BEGIN Entries shown
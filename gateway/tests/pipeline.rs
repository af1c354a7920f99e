//! End-to-end tests driving the gateway service through its public API.

use std::sync::atomic::{AtomicBool, Ordering};
use std::sync::Arc;
use std::time::{Duration, Instant};

use async_trait::async_trait;
use proptest::prelude::*;
use rust_decimal_macros::dec;
use tokio_test::assert_ok;

use fxql_gateway::config::{LimiterConfig, RateLimitConfig, RemoteCounterConfig};
use fxql_gateway::rate_counter::LocalCounter;
use fxql_gateway::{
    CounterError, CounterHit, CounterMode, FxqlService, GatewayConfig, RemoteCounter,
};
use fxql_protocol::{FxqlRequest, RequestEnvelope, RequestMetadata};
use fxql_store::MemoryEntryStore;

const EXAMPLE: &str = "USD-GBP {\n BUY 100\n SELL 200\n CAP 93800\n}";

fn generous_limits() -> RateLimitConfig {
    RateLimitConfig {
        sustained: LimiterConfig::new("sustained", Duration::from_secs(60), 10_000),
        burst: LimiterConfig::new("burst", Duration::from_secs(1), 10_000),
    }
}

fn config() -> GatewayConfig {
    GatewayConfig {
        rate_limits: generous_limits(),
        ..GatewayConfig::default()
    }
}

async fn started(config: GatewayConfig) -> (Arc<FxqlService>, Arc<MemoryEntryStore>) {
    let store = Arc::new(MemoryEntryStore::new());
    let service = Arc::new(FxqlService::new(config, store.clone()));
    assert_ok!(service.start().await);
    (service, store)
}

fn statement(pair: &str, buy: &str, sell: &str, cap: &str) -> String {
    format!("{pair} {{ BUY {buy} SELL {sell} CAP {cap} }}")
}

/// Remote counter that answers from its own local window until switched off.
#[derive(Default)]
struct SwitchableRemote {
    counter: LocalCounter,
    down: AtomicBool,
}

#[async_trait]
impl RemoteCounter for SwitchableRemote {
    async fn increment(&self, key: &str, window: Duration) -> Result<CounterHit, CounterError> {
        if self.down.load(Ordering::SeqCst) {
            return Err(CounterError::Unavailable("connection reset".to_string()));
        }
        Ok(self.counter.increment(key, window))
    }

    async fn ping(&self) -> Result<(), CounterError> {
        if self.down.load(Ordering::SeqCst) {
            Err(CounterError::Unavailable("connection reset".to_string()))
        } else {
            Ok(())
        }
    }
}

#[tokio::test]
async fn test_single_statement_accepted() {
    let (service, store) = started(config()).await;

    let reply = service
        .handle(FxqlRequest::new(EXAMPLE), RequestMetadata::new("alpha"))
        .await;

    assert_eq!(reply.status, 200);
    assert_eq!(reply.response.code, "FXQL-200");
    assert_eq!(reply.response.message, "Rates Parsed Successfully.");
    let data = reply.response.data.as_ref().unwrap();
    assert_eq!(data.len(), 1);
    assert_eq!(data[0].entry.source_currency.code(), "USD");
    assert_eq!(data[0].entry.destination_currency.code(), "GBP");
    assert_eq!(data[0].entry.buy_price, dec!(100));
    assert_eq!(data[0].entry.sell_price, dec!(200));
    assert_eq!(data[0].entry.cap_amount, 93800);
    assert_eq!(store.len(), 1);
}

#[tokio::test]
async fn test_multiple_statements_keep_order() {
    let (service, _) = started(config()).await;
    let text = [
        statement("USD-GBP", "100", "200", "93800"),
        statement("EUR-JPY", "80", "90", "350"),
        statement("NGN-USD", "0.0022", "0.0023", "2000000"),
    ]
    .join("\n\n");

    let reply = service.handle(FxqlRequest::new(text), RequestMetadata::new("alpha")).await;

    let pairs: Vec<String> = reply
        .response
        .data
        .unwrap()
        .iter()
        .map(|e| e.entry.pair())
        .collect();
    assert_eq!(pairs, vec!["USD-GBP", "EUR-JPY", "NGN-USD"]);
}

#[tokio::test]
async fn test_unknown_currency_rejected() {
    let (service, store) = started(config()).await;

    let reply = service
        .handle(
            FxqlRequest::new(statement("XXX-GBP", "1", "1", "1")),
            RequestMetadata::new("alpha"),
        )
        .await;

    assert_eq!(reply.status, 400);
    assert_eq!(reply.response.code, "FXQL_E_BAD_ISO");
    let details = reply.response.details.unwrap();
    assert_eq!(details[0].field.as_deref(), Some("sourceCurrency"));
    assert!(store.is_empty());
}

#[tokio::test]
async fn test_malformed_statement_rejected() {
    let (service, store) = started(config()).await;

    let reply = service
        .handle(
            FxqlRequest::new("usd-GBP { BUY 100 SELL 200 CAP 93800 }"),
            RequestMetadata::new("alpha"),
        )
        .await;

    assert_eq!(reply.status, 400);
    assert_eq!(reply.response.code, "FXQL_E_MALFORMED_SYNTAX");
    assert!(store.is_empty());
}

#[tokio::test]
async fn test_batch_limit_rejects_whole_request() {
    let (service, store) = started(config()).await;
    let text = vec![statement("USD-GBP", "1", "1", "1"); 1001].join("\n");

    let reply = service.handle(FxqlRequest::new(text), RequestMetadata::new("alpha")).await;

    assert_eq!(reply.status, 400);
    assert_eq!(reply.response.code, "FXQL_E_EXCEEDS_MAX_PAIRS");
    assert!(store.is_empty());
    assert_eq!(store.batch_count(), 0);
}

#[tokio::test]
async fn test_boundary_values() {
    let (service, _) = started(config()).await;

    let zero_cap = service
        .handle(
            FxqlRequest::new(statement("USD-GBP", "1", "1", "0")),
            RequestMetadata::new("alpha"),
        )
        .await;
    assert_eq!(zero_cap.status, 200);

    let max_price = service
        .handle(
            FxqlRequest::new(statement("USD-GBP", "999999999", "999999999", "1")),
            RequestMetadata::new("alpha"),
        )
        .await;
    assert_eq!(max_price.status, 200);

    let over_price = service
        .handle(
            FxqlRequest::new(statement("USD-GBP", "1000000000", "1", "1")),
            RequestMetadata::new("alpha"),
        )
        .await;
    assert_eq!(over_price.status, 400);
    assert_eq!(over_price.response.code, "FXQL_E_PRICE_OUT_OF_RANGE");
}

#[tokio::test]
async fn test_idempotent_replay_is_identical() {
    let (service, store) = started(config()).await;
    let metadata = RequestMetadata::new("alpha").with_idempotency_key("order-42");

    let first = service.handle(FxqlRequest::new(EXAMPLE), metadata.clone()).await;
    let second = service.handle(FxqlRequest::new(EXAMPLE), metadata).await;

    assert!(!first.replayed);
    assert!(second.replayed);
    assert_eq!(first.status, second.status);
    assert_eq!(
        serde_json::to_string(&first.response).unwrap(),
        serde_json::to_string(&second.response).unwrap()
    );
    assert_eq!(store.batch_count(), 1);
    assert_eq!(service.metrics().snapshot().idempotency_hits, 1);
}

#[tokio::test]
async fn test_idempotency_key_scoped_per_caller() {
    let (service, store) = started(config()).await;

    service
        .handle(
            FxqlRequest::new(EXAMPLE),
            RequestMetadata::new("alpha").with_idempotency_key("shared"),
        )
        .await;
    let other = service
        .handle(
            FxqlRequest::new(EXAMPLE),
            RequestMetadata::new("beta").with_idempotency_key("shared"),
        )
        .await;

    assert!(!other.replayed);
    assert_eq!(store.batch_count(), 2);
}

#[tokio::test]
async fn test_rejections_are_not_cached() {
    let (service, store) = started(config()).await;
    let metadata = RequestMetadata::new("alpha").with_idempotency_key("retry-me");

    let failed = service
        .handle(FxqlRequest::new(statement("XXX-GBP", "1", "1", "1")), metadata.clone())
        .await;
    assert_eq!(failed.status, 400);

    // Same key, same body: recomputed, not replayed.
    let again = service
        .handle(FxqlRequest::new(statement("XXX-GBP", "1", "1", "1")), metadata)
        .await;
    assert!(!again.replayed);
    assert!(store.is_empty());
}

#[tokio::test]
async fn test_reused_key_with_different_body_conflicts() {
    let (service, store) = started(config()).await;
    let metadata = RequestMetadata::new("alpha").with_idempotency_key("order-7");

    service.handle(FxqlRequest::new(EXAMPLE), metadata.clone()).await;
    let reply = service
        .handle(FxqlRequest::new(statement("EUR-GBP", "1", "1", "1")), metadata)
        .await;

    assert_eq!(reply.status, 422);
    assert_eq!(reply.response.code, "FXQL_E_IDEMPOTENCY_CONFLICT");
    assert_eq!(store.batch_count(), 1);
}

#[tokio::test]
async fn test_reused_key_replays_when_hash_not_enforced() {
    let mut config = config();
    config.idempotency.enforce_request_hash = false;
    let (service, store) = started(config).await;
    let metadata = RequestMetadata::new("alpha").with_idempotency_key("order-7");

    let first = service.handle(FxqlRequest::new(EXAMPLE), metadata.clone()).await;
    let second = service
        .handle(FxqlRequest::new(statement("EUR-GBP", "1", "1", "1")), metadata)
        .await;

    assert!(second.replayed);
    assert_eq!(first.response, second.response);
    assert_eq!(store.batch_count(), 1);
}

#[tokio::test]
async fn test_expired_record_is_recomputed() {
    let mut config = config();
    config.idempotency.retention = Duration::from_millis(50);
    let (service, store) = started(config).await;
    let metadata = RequestMetadata::new("alpha").with_idempotency_key("short-lived");

    service.handle(FxqlRequest::new(EXAMPLE), metadata.clone()).await;
    tokio::time::sleep(Duration::from_millis(100)).await;
    let again = service.handle(FxqlRequest::new(EXAMPLE), metadata).await;

    assert!(!again.replayed);
    assert_eq!(store.batch_count(), 2);
}

#[tokio::test(flavor = "multi_thread", worker_threads = 4)]
async fn test_concurrent_duplicates_processed_once() {
    let (service, store) = started(config()).await;

    let handles: Vec<_> = (0..16)
        .map(|_| {
            let service = service.clone();
            tokio::spawn(async move {
                service
                    .handle(
                        FxqlRequest::new(EXAMPLE),
                        RequestMetadata::new("alpha").with_idempotency_key("burst-key"),
                    )
                    .await
            })
        })
        .collect();

    let mut replies = Vec::new();
    for handle in handles {
        replies.push(handle.await.unwrap());
    }

    assert!(replies.iter().all(|r| r.status == 200));
    assert_eq!(replies.iter().filter(|r| !r.replayed).count(), 1);
    assert_eq!(store.batch_count(), 1);
    assert_eq!(service.idempotency().inflight_count(), 0);
}

#[tokio::test]
async fn test_rate_ceiling_and_window_reset() {
    let config = GatewayConfig {
        rate_limits: RateLimitConfig {
            sustained: LimiterConfig::new("sustained", Duration::from_secs(60), 100),
            burst: LimiterConfig::new("burst", Duration::from_millis(200), 3),
        },
        ..GatewayConfig::default()
    };
    let (service, store) = started(config).await;
    let body = FxqlRequest::new(EXAMPLE);

    for _ in 0..3 {
        let reply = service.handle(body.clone(), RequestMetadata::new("alpha")).await;
        assert_eq!(reply.status, 200);
    }

    let refused = service.handle(body.clone(), RequestMetadata::new("alpha")).await;
    assert_eq!(refused.status, 429);
    assert_eq!(refused.response.code, "FXQL_E_RATE_LIMIT_EXCEEDED");
    assert_eq!(store.batch_count(), 3);

    // A different caller has its own window.
    let other = service.handle(body.clone(), RequestMetadata::new("beta")).await;
    assert_eq!(other.status, 200);

    tokio::time::sleep(Duration::from_millis(250)).await;
    let admitted = service.handle(body, RequestMetadata::new("alpha")).await;
    assert_eq!(admitted.status, 200);
}

#[tokio::test]
async fn test_remote_counter_failure_is_invisible_to_callers() {
    let remote = Arc::new(SwitchableRemote::default());
    let config = GatewayConfig {
        rate_limits: generous_limits(),
        remote_counter: RemoteCounterConfig {
            enabled: true,
            attempt_timeout: Duration::from_millis(20),
            backoff_step: Duration::from_millis(5),
            backoff_cap: Duration::from_millis(10),
            ..RemoteCounterConfig::default()
        },
        ..GatewayConfig::default()
    };
    let worst_case = config.remote_counter.worst_case_delay();
    let service = FxqlService::with_remote_counter(
        config,
        Arc::new(MemoryEntryStore::new()),
        remote.clone(),
    );
    assert_ok!(service.start().await);
    assert_eq!(service.counters().mode(), CounterMode::RemoteActive);

    let reply = service.handle(FxqlRequest::new(EXAMPLE), RequestMetadata::new("alpha")).await;
    assert_eq!(reply.status, 200);

    remote.down.store(true, Ordering::SeqCst);
    let started = Instant::now();
    let reply = service.handle(FxqlRequest::new(EXAMPLE), RequestMetadata::new("alpha")).await;
    assert_eq!(reply.status, 200);
    assert!(started.elapsed() < worst_case + Duration::from_millis(500));
    assert_eq!(service.counters().mode(), CounterMode::LocalFallback);
    assert_eq!(service.counters().failover_count(), 1);

    remote.down.store(false, Ordering::SeqCst);
    assert!(service.counters().probe_remote().await);
    assert!(service.metrics_text().contains("fxql_counter_failovers 1"));
    assert_ok!(service.stop().await);
}

#[tokio::test]
async fn test_envelope_round_trip() {
    let (service, _) = started(config()).await;
    let envelope: RequestEnvelope = serde_json::from_str(
        r#"{"caller":"alpha","idempotencyKey":"env-1","FXQL":"USD-GBP { BUY 1 SELL 2 CAP 3 }"}"#,
    )
    .unwrap();

    let first = service.handle_envelope(envelope.clone()).await;
    let second = service.handle_envelope(envelope).await;

    assert_eq!(first.status, 200);
    assert!(second.replayed);
    let wire: serde_json::Value = serde_json::to_value(&second).unwrap();
    assert_eq!(wire["response"]["code"], "FXQL-200");
    assert_eq!(wire["response"]["data"][0]["sourceCurrency"], "USD");
}

proptest! {
    #![proptest_config(ProptestConfig::with_cases(16))]

    #[test]
    fn prop_admitted_never_exceeds_ceiling(limit in 1u64..8, extra in 1usize..5) {
        tokio_test::block_on(async {
            let config = GatewayConfig {
                rate_limits: RateLimitConfig {
                    sustained: LimiterConfig::new("sustained", Duration::from_secs(60), limit),
                    burst: LimiterConfig::new("burst", Duration::from_secs(60), 1_000),
                },
                ..GatewayConfig::default()
            };
            let store = Arc::new(MemoryEntryStore::new());
            let service = FxqlService::new(config, store.clone());
            service.start().await.unwrap();

            let mut admitted = 0u64;
            for _ in 0..(limit as usize + extra) {
                let reply = service
                    .handle(FxqlRequest::new(EXAMPLE), RequestMetadata::new("alpha"))
                    .await;
                if reply.status == 200 {
                    admitted += 1;
                }
            }

            service.stop().await.unwrap();
            assert_eq!(admitted, limit);
            assert_eq!(store.batch_count(), limit);
        });
    }
}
END Entries shown
» **Work request**
Scan the records above and show every line in which the word "connection" occurs.

» **Task solution**
            return Err(CounterError::Unavailable("connection reset".to_string()));
            Err(CounterError::Unavailable("connection reset".to_string()))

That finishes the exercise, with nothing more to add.